When the final prisoner was led in, Beg awoke from his catnap with a start. As he watched them chain the man to the metal ring, he twisted the top off a bottle of energy drink. He gulped it down. The police guard left the room. The two men were alone.
‘You’re the last person in the group I’ll be talking to,’ Beg said. ‘I already know a lot, but maybe not everything. This is your chance to tell your side of the story.’
When the other man said nothing, Beg slowly screwed the cap back onto the empty bottle and said: ‘Do you understand what I just said?’
The man nodded.
‘Good,’ Beg said. ‘Your name, age, and occupation, please.’
Alexander Haç had left his tiny village in the Urals to find a better life elsewhere. A butcher could get work anywhere, he’d figured. He was forty-seven.
‘You’ve been charged with attempting to cross the border illegally,’ Beg said, ‘but seeing as you were never even close to a border at all, I guess that charge won’t really stick. What will stick is the man’s head we found in your baggage. Murder — I think that’s what the prosecutor will call it. And desecration of a corpse, if he’s particularly pissed off.’
The man shrugged. ‘You know what they say. The law is a serpent that bites only those who have no shoes.’
‘I suppose you’re right, but you’re forgetting the head. You’ll be prosecuted for that.’ He scratched at the little bump on the tabletop. It looked like a clump of dried glue. He looked up. ‘Unless, of course, you tell me that’s not the way it was.’

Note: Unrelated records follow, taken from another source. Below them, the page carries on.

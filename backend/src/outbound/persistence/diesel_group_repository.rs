//! PostgreSQL-backed `GroupRepository`.

use async_trait::async_trait;
use diesel::prelude::*;
use diesel_async::scoped_futures::ScopedFutureExt as _;
use diesel_async::{AsyncConnection as _, RunQueryDsl};
use tracing::info;

use crate::domain::ports::{GroupRepository, RepositoryError};
use crate::domain::{Group, GroupId, GroupSlug};

use super::diesel_basic_error_mapping::{map_diesel_error, map_pool_error};
use super::models::GroupRow;
use super::pool::DbPool;
use super::schema::{groups, posts};

/// Diesel-backed group repository.
#[derive(Clone)]
pub struct DieselGroupRepository {
    pool: DbPool,
}

impl DieselGroupRepository {
    pub fn new(pool: DbPool) -> Self {
        Self { pool }
    }
}

#[async_trait]
impl GroupRepository for DieselGroupRepository {
    async fn find_by_id(&self, id: GroupId) -> Result<Option<Group>, RepositoryError> {
        let mut conn = self.pool.get().await.map_err(map_pool_error)?;
        let row: Option<GroupRow> = groups::table
            .find(id.get())
            .select(GroupRow::as_select())
            .first(&mut conn)
            .await
            .optional()
            .map_err(map_diesel_error)?;
        row.map(Group::try_from).transpose()
    }

    async fn find_by_slug(&self, slug: &GroupSlug) -> Result<Option<Group>, RepositoryError> {
        let mut conn = self.pool.get().await.map_err(map_pool_error)?;
        let row: Option<GroupRow> = groups::table
            .filter(groups::slug.eq(slug.as_str()))
            .select(GroupRow::as_select())
            .first(&mut conn)
            .await
            .optional()
            .map_err(map_diesel_error)?;
        row.map(Group::try_from).transpose()
    }

    async fn list(&self) -> Result<Vec<Group>, RepositoryError> {
        let mut conn = self.pool.get().await.map_err(map_pool_error)?;
        let rows: Vec<GroupRow> = groups::table
            .order_by((groups::title, groups::id))
            .select(GroupRow::as_select())
            .load(&mut conn)
            .await
            .map_err(map_diesel_error)?;
        rows.into_iter().map(Group::try_from).collect()
    }

    async fn delete(&self, id: GroupId) -> Result<bool, RepositoryError> {
        let raw = id.get();
        let mut conn = self.pool.get().await.map_err(map_pool_error)?;
        let removed = conn
            .transaction::<_, diesel::result::Error, _>(|conn| {
                async move {
                    diesel::update(posts::table.filter(posts::group_id.eq(raw)))
                        .set(posts::group_id.eq(None::<i64>))
                        .execute(conn)
                        .await?;
                    diesel::delete(groups::table.find(raw)).execute(conn).await
                }
                .scope_boxed()
            })
            .await
            .map_err(map_diesel_error)?;
        if removed > 0 {
            info!(group = %id, "group deleted");
        }
        Ok(removed > 0)
    }
}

‘I can’t do that,’ Haç said. ‘I’m guilty. Just like the others.’
‘What are you guilty of?’
‘What I’m charged with.’
‘Accepting the charge is not the same as the crime itself,’ Beg said. ‘What exactly are you guilty of?’
Haç kept his mouth shut. The hair on his forearms was standing straight up. The room was much too warm, but he had goose flesh. He was still nothing but skin and bones, so every trace of warmth flowed right back out of him.
‘You know,’ Beg said, ‘they say I’m a patient person. I usually question people mildly. My colleagues laugh at me because of that. After all, violence is so much more … effective. Soon the National Investigation Service is going to interrogate you. They know what pain is all about. They went to school to find out. If they want, they’ll make you remember the date when your grandparents got married. And then you’ll wish you’d answered me, instead of letting things get to that point.’ He sank back in his chair and laid his arm on the table. ‘What are you laughing about?’ With his knuckles, he began tapping out the rhythm of ‘Chopsticks’.
‘You say I’m the last one you’ll talk to,’ said Alexander Haç. ‘So how come you still don’t know who you’re dealing with?’
‘So who am I dealing with?’ Beg asked in irritation.
‘You have no idea how often we fell asleep in the certainty that there would be no tomorrow. We’re dead people. You can’t get to us.’